A block of flats or a row of terrace houses, seem like an odd concept at the moment. I’m sure a semi detached doesn’t even exist here.
Mayu and I have got very accustomed to riding 80km between one small settlement to another. As water becomes scares so do the people, in such a large land mass the population only reaches 2 million.
With so few numbers comes an incredible sense of freedom on these Namibian roads. We see less than 10 cars a day, and once night falls the roads become silent. Our life follows an easy routine of pedalling, eating and sleeping.
On the 1st May we crossed the boarder at Noordriver into Namibia. It was immediate to see the change in the peoples appearance. On the south african side, the cape malay influence was still strong. Once we crossed over most of the people had come from the northern areas of Namibia. Almost as though the boarder acted as a dam for people heading south. For the first time it really felt like we were riding into the African continent.
Upon arriving we spent 2 relaxing nights in a spot along the orange river.
During the day I sat with a camera in one hand and fishing line in the other. I caught a couple of small fish, our neighbouring camper said they were good to eat. Unfortunately they were subjected to macho peri peri treatment. He kindly invited us for dinner that evening and then viciously assaulted us with chilli powder. It was the thought that counted. So with our ends on fire, we blasted north for 50km to Aussenkehr.
Aussenkehr struck me as a very odd place. Still hugging the orange river, the farmers were able to irrigate crops. However the only thing being produced was wine. It felt like a huge waste of resources.
Just a shame that exporting alcohol takes priority over fresh fruit and vegetable. Especially in an area where it is so hard to come by. There was a big population of people living here to tend to the vineyards. It looked like they had to provide their own accommodation, building huts out of river reed.
I can’t imagine how uncomfortable it must be there in the summer months, when temperatures hit 55 degrees plus!
At the centre of all this was a Spar super market. Modern, air conditioned and just very out of place. It almost looked like it was serving as the local town hall. I found it hard not to feel guilty as we loaded our bikes with food for the week ahead.
Most of the inhabitants seemed to be paid so little. I felt if I was not willing to give sweets or money, the least I could do is truly appreciate what I have. I try and make this a daily reminder to myself, as we all have something that someone else might desire.
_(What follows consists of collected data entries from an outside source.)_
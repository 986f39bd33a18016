//! Backend Driver trait and implementations.
//!
//! A driver owns exactly one sandbox instance for the lifetime of the
//! Session it is bound to. The Session Manager never talks to a concrete
//! driver type directly — only through this trait — so a microVM-backed
//! driver can be dropped in without touching session/reaper/scope code.

pub mod process;

#[cfg(any(test, feature = "test-util"))]
pub mod mock;

use std::path::Path;

use async_trait::async_trait;

use crate::artifact::ArtifactRef;
use crate::error::{OrchestratorError, Result};

/// Source language of a single `execute` call.
#[derive(Debug, Clone, Copy, PartialEq, Eq, serde::Serialize, serde::Deserialize)]
#[serde(rename_all = "lowercase")]
pub enum Language {
    Python,
    Bash,
    R,
}

impl Language {
    pub fn parse(value: &str) -> Result<Self> {
        match value.to_ascii_lowercase().as_str() {
            "python" => Ok(Self::Python),
            "bash" => Ok(Self::Bash),
            "r" => Ok(Self::R),
            other => Err(OrchestratorError::InvalidArgument(format!(
                "unsupported language: {other}"
            ))),
        }
    }
}

/// Result of executing code in a sandbox, minus any artifacts the diff
/// loop (§4.3) discovers after the fact. A driver MAY populate `artifacts`
/// itself for results it produces intrinsically (e.g. a microVM driver's
/// rich image output) — the Session Scope treats those as already
/// processed and appends filesystem artifacts on top.
#[derive(Debug, Clone)]
pub struct ExecutionResult {
    pub stdout: String,
    pub stderr: String,
    pub exit_code: i32,
    pub artifacts: Vec<ArtifactRef>,
    pub duration_seconds: f64,
}

/// Uniform contract for starting, executing, file I/O, package install,
/// listing, and terminating a sandbox instance (§4.1).
///
/// Every method may suspend; every method runs while the owning Session's
/// mutex is held, so a driver may assume no two calls overlap in time for
/// the same instance — but MUST tolerate being called from different
/// threads across successive calls.
#[async_trait]
pub trait IsolationBackend: Send + Sync {
    /// Provision the sandbox instance. Called exactly once per instance.
    async fn start(&mut self) -> Result<()>;

    /// Run `code` under `language` and capture output.
    ///
    /// MUST enforce `execution_timeout` and, on expiry, forcibly clear the
    /// offending process (restart the container / reset the microVM) so
    /// the *next* call succeeds against a fresh interpreter.
    async fn execute(&mut self, code: &str, language: Language) -> Result<ExecutionResult>;

    /// Inject a local file into the sandbox's working directory.
    async fn upload(&mut self, local_path: &Path, remote_path: &str) -> Result<()>;

    /// Retrieve a file from the sandbox's working directory.
    async fn download(&mut self, remote_path: &str, local_path: &Path) -> Result<()>;

    /// List filenames (not paths) directly under `path`, non-recursively.
    async fn list_files(&mut self, path: &str) -> Result<Vec<String>>;

    /// Install a package after the caller has already passed the
    /// allowlist check performed by the Façade; drivers MAY re-validate.
    async fn install_package(&mut self, package_spec: &str) -> Result<()>;

    /// Tear down the sandbox instance. MUST NOT raise — internal errors
    /// are logged and swallowed by the implementation itself.
    async fn terminate(&mut self);
}

/// Constructs a fresh, unstarted [`IsolationBackend`] for each new Session.
///
/// Kept separate from [`IsolationBackend`] itself so the Session Manager
/// can hold a single `Arc<dyn DriverFactory>` without needing to know how
/// many driver instances it has spun up.
pub trait DriverFactory: Send + Sync {
    fn create(&self) -> Box<dyn IsolationBackend>;
}

/// Parse a package base name out of a requirement specifier, the way
/// `installPackage` must before consulting the allowlist (§4.1): strip
/// version specifiers and compare case-insensitively. `"PaNdAs>=1.0,<2.0"`
/// yields `"pandas"`.
pub fn base_package_name(package_spec: &str) -> String {
    let end = package_spec
        .find(|c: char| "<>=!~; [".contains(c))
        .unwrap_or(package_spec.len());
    package_spec[..end].trim().to_ascii_lowercase()
}

#[cfg(test)]
mod tests {
    use super::*;

    #[test]
    fn parses_language_case_insensitively() {
        assert_eq!(Language::parse("Python").unwrap(), Language::Python);
        assert_eq!(Language::parse("BASH").unwrap(), Language::Bash);
        assert_eq!(Language::parse("r").unwrap(), Language::R);
        assert!(Language::parse("ruby").is_err());
    }

    #[test]
    fn strips_version_specifiers_case_insensitively() {
        assert_eq!(base_package_name("pandas"), "pandas");
        assert_eq!(base_package_name("PaNdAs>=1.0,<2.0"), "pandas");
        assert_eq!(base_package_name("numpy==1.26.0"), "numpy");
        assert_eq!(base_package_name("scikit-learn~=1.4"), "scikit-learn");
        assert_eq!(base_package_name("  requests "), "requests");
    }
}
Not feeling full of joy, we left Aussenkehr. However my spirits were lifted that evening as we set up camp in the deserted landscape beside the road.We witnessed something I’d never seen before. As the sun set behind the mountains, the sky seemed to glow brighter and brighter. We couldn’t work out why. Maybe it was reflecting on something. It made me think about the sun setting constantly around the world as the earth spins.
It just a matter of who is witnessing it. For many of the busy people it goes unnoticed. For me there was nothing else to do, but to stand and stare. Wide eyed. Mesmerised by the sight.
We’ve found the campsites of Namibia to be very expensive. We knew this, and its worked in our favour. It means we can spend more time sleeping in the middle of nowhere. Enjoying the night sky and waking with the sun.
A few places where we have gone to a camp site, have been noted as must see attractions. Ai-Ais being one of them. It’s a hot spring resort in the fish river canyon. Japan has made us a little bit particular on this. Mayu was not impressed.
Fortunately we put our bikes on a truck to avoid going up the 12km of steep gravel road down to Ai-Ais. However this lead to our next disappointment of not being able to hike for five days through the canyon. The lack of medical certificates proving that we were fit enough for the hike, meant it was back to the bicycle sooner than we had expected.
And so life on the desert road continues.
Spending 5 or 6 hours a day pedalling. Thinking many thoughts and eating almost as many peanuts. It’s not boring, its just a slow flow of the world drifting by. As we cycle north. But Occasionally something very dramatic happens.
“PUFF ADDER!” I shout after missing a snake by a few inches. These snakes are very slow and lazy, so they often don’t move from the road when they see something coming towards it. This gave me some time to get the camera out and get a close up with a zoom lens. I made sure I kept my distance. The horror stories of being bitten is not something I’d like to be a part of.
Our last surprise of the day came in the form of a dry river bed, with a puddle of water left in it. It doesn’t sound like much, and I don’t want to fluff it up, but I had such a good wash. So good I went back for seconds.
Now I can’t recall ever taking a nice hot shower, thinking it was so good. I’ll take another one. We decided to camp fairly close to the water incase we needed to refill our bottles. I thought it would be ok to ride the last 100m in pants. It got me thinking about those people ‘doctors without boarders’. I thought maybe from now on I could be ‘boxers without boarders’.